Coursera is planning to provide free online courses to educators, aspiring educators, and others. These are classes that are primarily meant to meet the requirements that teachers obtain continuing education units, or periodic professional training.

But Doiron says Coursera is ignoring the reality that teacher professional development “doesn’t function like a free and open market,” with educators choosing the kind of PD they want from the sources they want.

Professional development requirements for teachers are largely set by states and school districts, Doiron correctly notes, and educators are typically already taking part in those classes because they’re required to do so. So as currently structured, teachers would be taking the online courses through Coursera, the content of which is being provided by teacher colleges, museums and others, simply on a voluntary basis.

“In essence, your current strategy is to hope that teachers will use Coursera as a professional development supplement—an add-on—the extra dessert at the end of the meal,” he writes.

To cope with that barrier, Coursera should consider partnering with school districts so that those systems make the MOOC effort a part of their teachers’ core PD programs. That strategy would move Coursera from “second dessert to main course,” Doiron writes.

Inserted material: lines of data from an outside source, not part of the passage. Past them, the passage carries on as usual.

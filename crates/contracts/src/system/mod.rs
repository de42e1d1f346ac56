pub mod auth;
pub mod routes;
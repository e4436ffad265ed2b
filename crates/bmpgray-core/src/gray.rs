//! Luminance-weighted grayscale conversion
//!
//! Three-channel pixels are reduced to
//!
//! ```text
//! floor(0.30 * red + 0.59 * green + 0.11 * blue)
//! ```
//!
//! and the result is written back to all three channels, so the output
//! keeps the three-byte-per-pixel shape. Single-channel buffers have no
//! transform and pass through unchanged.

use crate::pixel::{Bgr, PixelBuffer};

/// Red weight, in hundredths
pub const RED_WEIGHT: u32 = 30;
/// Green weight, in hundredths
pub const GREEN_WEIGHT: u32 = 59;
/// Blue weight, in hundredths
pub const BLUE_WEIGHT: u32 = 11;

const WEIGHT_SCALE: u32 = 100;

/// Luminance of a pixel, truncated toward zero.
///
/// The weights are applied by role, so the byte order the pixel was read
/// in does not matter. Integer arithmetic gives the exact floor of the
/// decimal formula; white (255, 255, 255) maps to 255.
#[inline]
pub fn luminance(px: Bgr) -> u8 {
    let sum = RED_WEIGHT * px.red as u32
        + GREEN_WEIGHT * px.green as u32
        + BLUE_WEIGHT * px.blue as u32;
    // weights sum to WEIGHT_SCALE, so the quotient is at most 255
    (sum / WEIGHT_SCALE) as u8
}

impl PixelBuffer {
    /// Produce the grayscale version of this buffer.
    ///
    /// For three-channel buffers every pixel is replaced by
    /// `Bgr::gray(luminance(px))`. Single-channel buffers are copied as-is.
    /// `self` is left untouched.
    pub fn to_grayscale(&self) -> PixelBuffer {
        self.map_bgr(|px| Bgr::gray(luminance(px)))
    }

    /// True if every pixel is neutral. Single-channel buffers always are.
    pub fn is_grayscale(&self) -> bool {
        self.bgr_pixels().all(Bgr::is_gray)
    }
}
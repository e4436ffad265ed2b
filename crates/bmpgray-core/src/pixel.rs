//! Pixel formats and the owned pixel buffer
//!
//! # Buffer layout
//!
//! A [`PixelBuffer`] is one contiguous allocation. Sample `c` of pixel `i`
//! lives at `i * channels + c`. Three-channel pixels are stored in file
//! order, which for bitmaps is blue, green, red.

use crate::error::{Error, Result};
use crate::header::MAX_PALETTE_DEPTH;

/// Channel layout of the pixel payload.
#[derive(Debug, Clone, Copy, PartialEq, Eq, Hash)]
pub enum PixelFormat {
    /// One byte per pixel (palette index or gray level)
    SingleChannel,
    /// Three bytes per pixel, blue-green-red
    ThreeChannel,
}

impl PixelFormat {
    /// Select the layout from a header bit depth.
    ///
    /// Depths up to 8 bpp are palette images and are read one byte per
    /// pixel; anything deeper is read as three-channel color.
    pub fn from_bit_depth(bits: u32) -> Self {
        if bits <= MAX_PALETTE_DEPTH {
            PixelFormat::SingleChannel
        } else {
            PixelFormat::ThreeChannel
        }
    }

    /// Number of bytes per pixel.
    pub fn channels(self) -> usize {
        match self {
            PixelFormat::SingleChannel => 1,
            PixelFormat::ThreeChannel => 3,
        }
    }

    /// Bytes needed for `pixel_count` pixels, or `None` on overflow.
    pub fn buffer_len(self, pixel_count: usize) -> Option<usize> {
        pixel_count.checked_mul(self.channels())
    }
}

impl std::fmt::Display for PixelFormat {
    fn fmt(&self, f: &mut std::fmt::Formatter<'_>) -> std::fmt::Result {
        match self {
            PixelFormat::SingleChannel => f.write_str("single-channel"),
            PixelFormat::ThreeChannel => f.write_str("three-channel"),
        }
    }
}

/// A three-channel pixel, named by color role.
#[derive(Debug, Clone, Copy, PartialEq, Eq, Default)]
pub struct Bgr {
    pub blue: u8,
    pub green: u8,
    pub red: u8,
}

impl Bgr {
    /// Build from the three bytes of a pixel as they appear in the file.
    #[inline]
    pub fn from_bytes(bytes: [u8; 3]) -> Self {
        Self {
            blue: bytes[0],
            green: bytes[1],
            red: bytes[2],
        }
    }

    /// Bytes in file order.
    #[inline]
    pub fn to_bytes(self) -> [u8; 3] {
        [self.blue, self.green, self.red]
    }

    /// A neutral pixel with every channel set to `value`.
    #[inline]
    pub fn gray(value: u8) -> Self {
        Self {
            blue: value,
            green: value,
            red: value,
        }
    }

    /// True when all three channels are equal.
    #[inline]
    pub fn is_gray(self) -> bool {
        self.blue == self.green && self.green == self.red
    }
}

/// Owned pixel samples for one image.
#[derive(Debug, Clone, PartialEq, Eq)]
pub struct PixelBuffer {
    format: PixelFormat,
    data: Vec<u8>,
}

impl PixelBuffer {
    /// Wrap raw samples.
    ///
    /// # Errors
    ///
    /// Returns [`Error::BufferSizeMismatch`] unless `data` holds exactly
    /// `pixel_count` pixels of `format`.
    pub fn from_raw(format: PixelFormat, pixel_count: usize, data: Vec<u8>) -> Result<Self> {
        let expected = format
            .buffer_len(pixel_count)
            .ok_or(Error::BufferSizeMismatch {
                expected: usize::MAX,
                actual: data.len(),
            })?;
        if data.len() != expected {
            return Err(Error::BufferSizeMismatch {
                expected,
                actual: data.len(),
            });
        }
        Ok(Self { format, data })
    }

    /// Layout of the samples.
    pub fn format(&self) -> PixelFormat {
        self.format
    }

    /// Number of pixels held.
    pub fn pixel_count(&self) -> usize {
        self.data.len() / self.format.channels()
    }

    /// Raw samples in file order.
    pub fn as_bytes(&self) -> &[u8] {
        &self.data
    }

    /// Consume the buffer, returning the raw samples.
    pub fn into_bytes(self) -> Vec<u8> {
        self.data
    }

    /// Samples of pixel `index`, or `None` if out of range.
    pub fn pixel(&self, index: usize) -> Option<&[u8]> {
        let channels = self.format.channels();
        let start = index.checked_mul(channels)?;
        let end = start.checked_add(channels)?;
        self.data.get(start..end)
    }

    /// Iterate three-channel pixels.
    ///
    /// Yields nothing for a single-channel buffer.
    pub fn bgr_pixels(&self) -> impl Iterator<Item = Bgr> + '_ {
        let chunks: &[u8] = match self.format {
            PixelFormat::ThreeChannel => self.data.as_slice(),
            PixelFormat::SingleChannel => &[],
        };
        chunks
            .chunks_exact(3)
            .map(|c| Bgr::from_bytes([c[0], c[1], c[2]]))
    }

    /// Build a new buffer of the same shape by applying `f` to every
    /// three-channel pixel. Single-channel buffers are copied unchanged.
    pub fn map_bgr(&self, f: impl Fn(Bgr) -> Bgr) -> PixelBuffer {
        match self.format {
            PixelFormat::SingleChannel => self.clone(),
            PixelFormat::ThreeChannel => {
                let mut data = Vec::with_capacity(self.data.len());
                for px in self.bgr_pixels() {
                    data.extend_from_slice(&f(px).to_bytes());
                }
                PixelBuffer {
                    format: self.format,
                    data,
                }
            }
        }
    }
}

#[cfg(test)]
mod tests {
    use super::*;

    #[test]
    fn test_format_from_bit_depth() {
        assert_eq!(PixelFormat::from_bit_depth(1), PixelFormat::SingleChannel);
        assert_eq!(PixelFormat::from_bit_depth(8), PixelFormat::SingleChannel);
        assert_eq!(PixelFormat::from_bit_depth(16), PixelFormat::ThreeChannel);
        assert_eq!(PixelFormat::from_bit_depth(24), PixelFormat::ThreeChannel);
    }

    #[test]
    fn test_buffer_len_overflow() {
        assert_eq!(PixelFormat::ThreeChannel.buffer_len(4), Some(12));
        assert_eq!(PixelFormat::ThreeChannel.buffer_len(usize::MAX), None);
    }

    #[test]
    fn test_from_raw_rejects_wrong_length() {
        let err = PixelBuffer::from_raw(PixelFormat::ThreeChannel, 2, vec![0; 5]).unwrap_err();
        assert_eq!(
            err,
            Error::BufferSizeMismatch {
                expected: 6,
                actual: 5
            }
        );
    }

    #[test]
    fn test_pixel_indexing() {
        let buf =
            PixelBuffer::from_raw(PixelFormat::ThreeChannel, 2, vec![1, 2, 3, 4, 5, 6]).unwrap();
        assert_eq!(buf.pixel_count(), 2);
        assert_eq!(buf.pixel(1), Some(&[4u8, 5, 6][..]));
        assert_eq!(buf.pixel(2), None);

        let px: Vec<Bgr> = buf.bgr_pixels().collect();
        assert_eq!(px[0].blue, 1);
        assert_eq!(px[0].red, 3);
    }

    #[test]
    fn test_single_channel_has_no_bgr_pixels() {
        let buf = PixelBuffer::from_raw(PixelFormat::SingleChannel, 3, vec![7, 8, 9]).unwrap();
        assert_eq!(buf.pixel(2), Some(&[9u8][..]));
        assert_eq!(buf.bgr_pixels().count(), 0);
    }

    #[test]
    fn test_bgr_gray() {
        assert!(Bgr::gray(42).is_gray());
        assert!(!Bgr::from_bytes([1, 2, 3]).is_gray());
        assert_eq!(Bgr::from_bytes([1, 2, 3]).to_bytes(), [1, 2, 3]);
    }
}
//! Command-line path handling
//!
//! Both paths must end in `.bmp`. When no output is given it is derived
//! from the input by replacing the extension with `_copy.bmp`.

use std::ffi::OsStr;
use std::path::{Path, PathBuf};
use thiserror::Error;

/// Required file extension, including the dot
pub const EXTENSION: &str = ".bmp";

/// Token inserted before the extension of a derived output path
pub const OUTPUT_SUFFIX: &str = "_copy";

/// Path validation errors
#[derive(Error, Debug, Clone, PartialEq, Eq)]
pub enum PathError {
    /// The path does not end in `.bmp`
    #[error("{} does not end with .bmp", .0.display())]
    BadExtension(PathBuf),

    /// No output was given and the input has no extension to replace
    #[error("\".\" not found in file name {}", .0.display())]
    NoExtension(PathBuf),
}

/// True if `path` ends with `.bmp` (case-sensitive).
pub fn has_bmp_extension(path: &Path) -> bool {
    path.to_string_lossy().ends_with(EXTENSION)
}

/// Derive `<stem>_copy.bmp` next to `input`.
///
/// The stem is everything before the last `.` of the file name, so a
/// dot file such as `.bmp` has an empty stem. Returns `None` if the file
/// name has no `.` at all.
pub fn output_path_for(input: &Path) -> Option<PathBuf> {
    let file_name = input.file_name()?;
    let stem = match input.extension() {
        Some(_) => input.file_stem()?,
        None if file_name.to_string_lossy().starts_with('.') => OsStr::new(""),
        None => return None,
    };
    let mut name = stem.to_os_string();
    name.push(OUTPUT_SUFFIX);
    name.push(EXTENSION);
    Some(input.with_file_name(name))
}

/// Validate the input and the optional output, deriving the output when
/// it is missing.
pub fn resolve_paths(input: &Path, output: Option<&Path>) -> Result<(PathBuf, PathBuf), PathError> {
    if !has_bmp_extension(input) {
        return Err(PathError::BadExtension(input.to_path_buf()));
    }
    let output = match output {
        Some(path) if !has_bmp_extension(path) => {
            return Err(PathError::BadExtension(path.to_path_buf()));
        }
        Some(path) => path.to_path_buf(),
        None => output_path_for(input).ok_or_else(|| PathError::NoExtension(input.to_path_buf()))?,
    };
    Ok((input.to_path_buf(), output))
}
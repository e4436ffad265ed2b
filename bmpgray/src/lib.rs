//! bmpgray - Convert minimal bitmap files to grayscale
//!
//! Reads an uncompressed bitmap (54-byte header, optional 1024-byte color
//! table, unpadded pixels), replaces every color pixel with its luminance
//! and writes the result with the header and color table unchanged.
//!
//! # Example
//!
//! ```no_run
//! let stats = bmpgray::convert("photo.bmp", "photo_copy.bmp")?;
//! println!("{}x{} at {} bpp", stats.width, stats.height, stats.bit_depth);
//! # Ok::<(), bmpgray::io::ConvertError>(())
//! ```

// Re-export core types
pub use bmpgray_core::*;

// Re-export the codec as a module to keep its error type namespaced
pub use bmpgray_io as io;
pub use bmpgray_io::{ConvertOptions, ConvertStats, convert, convert_with};

pub mod paths;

The most effective teacher PD is individualized, and has strong content focused on classroom practice, he says. Coursera offers “some of those components, but not all of them,” Doiron argues. By partnering with districts the company could not only increase the confidence the K-12 community has in its offering, as well as the overall quality of its courses.

If Coursera is able to connect with individual school systems, the company could occupy an important and distinct place in the K-12 market, Doiron says, as a “connector between schools of education who want deeper connections with school districts, and school districts who want deeper connections with schools of education.”